* [Activity]
From the first entry to the last, copy the material exactly as it stands.

[Input]

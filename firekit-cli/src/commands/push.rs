//! Send one push message.

use anyhow::{Context, Result};
use clap::Args;
use firekit_client::{Messaging, MockMessaging, Sender};
use firekit_types::{Message, Notification};

use super::Backend;

/// Arguments of the `push` command.
#[derive(Args, Debug)]
pub struct PushArgs {
    /// Device registration token
    #[arg(
        long,
        required_unless_present_any = ["topic", "condition"],
        conflicts_with_all = ["topic", "condition"]
    )]
    pub token: Option<String>,

    /// Topic name
    #[arg(long, conflicts_with = "condition")]
    pub topic: Option<String>,

    /// Topic condition, e.g. "'a' in topics && 'b' in topics"
    #[arg(long)]
    pub condition: Option<String>,

    /// Notification title
    #[arg(long)]
    pub title: Option<String>,

    /// Notification body
    #[arg(long)]
    pub body: Option<String>,

    /// Notification image URL
    #[arg(long)]
    pub image: Option<String>,

    /// Data entry as key=value (repeatable)
    #[arg(long = "data", value_name = "KEY=VALUE")]
    pub data: Vec<String>,

    /// Validate only, do not deliver
    #[arg(long)]
    pub dry_run: bool,
}

/// Run the push command.
pub async fn run(backend: &Backend, args: &PushArgs) -> Result<()> {
    let message = build_message(args)?;

    match backend {
        Backend::Mock => send(Sender::new(MockMessaging::new()), &message, args.dry_run).await,
        Backend::Platform(app) => {
            let client = app.messaging().context("Failed to create messaging client")?;
            send(Sender::new(client), &message, args.dry_run).await
        }
    }
}

async fn send<M: Messaging>(sender: Sender<M>, message: &Message, dry_run: bool) -> Result<()> {
    if dry_run {
        let id = sender
            .validate(message)
            .await
            .context("Message validation failed")?;
        println!("Valid: {}", id);
        return Ok(());
    }

    let id = sender.send_push(message).await.context("Push failed")?;
    println!("Sent: {}", id);
    println!("Push count: {}", sender.push_count());
    Ok(())
}

/// Build the message from the command-line flags.
pub fn build_message(args: &PushArgs) -> Result<Message> {
    let mut message = if let Some(token) = &args.token {
        Message::to_token(token)
    } else if let Some(topic) = &args.topic {
        Message::to_topic(topic)
    } else if let Some(condition) = &args.condition {
        Message::to_condition(condition)
    } else {
        anyhow::bail!("Must specify --token, --topic or --condition");
    };

    if args.title.is_some() || args.body.is_some() || args.image.is_some() {
        message.notification = Some(Notification {
            title: args.title.clone(),
            body: args.body.clone(),
            image: args.image.clone(),
        });
    }

    for entry in &args.data {
        let (key, value) = entry
            .split_once('=')
            .with_context(|| format!("Data entry must be KEY=VALUE: {}", entry))?;
        message = message.with_data(key.trim(), value);
    }

    Ok(message)
}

[/Input]

* [Solution to the exercise]
filename firekit-cli/src/commands/push.rs
//! Send one push message.

use anyhow::{Context, Result};
use clap::Args;
use firekit_client::{Messaging, MockMessaging, Sender};
use firekit_types::{Message, Notification};

use super::Backend;

/// Arguments of the `push` command.
#[derive(Args, Debug)]
pub struct PushArgs {
    /// Device registration token
    #[arg(
        long,
        required_unless_present_any = ["topic", "condition"],
        conflicts_with_all = ["topic", "condition"]
    )]
    pub token: Option<String>,

    /// Topic name
    #[arg(long, conflicts_with = "condition")]
    pub topic: Option<String>,

    /// Topic condition, e.g. "'a' in topics && 'b' in topics"
    #[arg(long)]
    pub condition: Option<String>,

    /// Notification title
    #[arg(long)]
    pub title: Option<String>,

    /// Notification body
    #[arg(long)]
    pub body: Option<String>,

    /// Notification image URL
    #[arg(long)]
    pub image: Option<String>,

    /// Data entry as key=value (repeatable)
    #[arg(long = "data", value_name = "KEY=VALUE")]
    pub data: Vec<String>,

    /// Validate only, do not deliver
    #[arg(long)]
    pub dry_run: bool,
}

/// Run the push command.
pub async fn run(backend: &Backend, args: &PushArgs) -> Result<()> {
    let message = build_message(args)?;

    match backend {
        Backend::Mock => send(Sender::new(MockMessaging::new()), &message, args.dry_run).await,
        Backend::Platform(app) => {
            let client = app.messaging().context("Failed to create messaging client")?;
            send(Sender::new(client), &message, args.dry_run).await
        }
    }
}

async fn send<M: Messaging>(sender: Sender<M>, message: &Message, dry_run: bool) -> Result<()> {
    if dry_run {
        let id = sender
            .validate(message)
            .await
            .context("Message validation failed")?;
        println!("Valid: {}", id);
        return Ok(());
    }

    let id = sender.send_push(message).await.context("Push failed")?;
    println!("Sent: {}", id);
    println!("Push count: {}", sender.push_count());
    Ok(())
}

/// Build the message from the command-line flags.
pub fn build_message(args: &PushArgs) -> Result<Message> {
    let mut message = if let Some(token) = &args.token {
        Message::to_token(token)
    } else if let Some(topic) = &args.topic {
        Message::to_topic(topic)
    } else if let Some(condition) = &args.condition {
        Message::to_condition(condition)
    } else {
        anyhow::bail!("Must specify --token, --topic or --condition");
    };

    if args.title.is_some() || args.body.is_some() || args.image.is_some() {
        message.notification = Some(Notification {
            title: args.title.clone(),
            body: args.body.clone(),
            image: args.image.clone(),
        });
    }

    for entry in &args.data {
        let (key, value) = entry
            .split_once('=')
            .with_context(|| format!("Data entry must be KEY=VALUE: {}", entry))?;
        message = message.with_data(key.trim(), value);
    }

    Ok(message)
}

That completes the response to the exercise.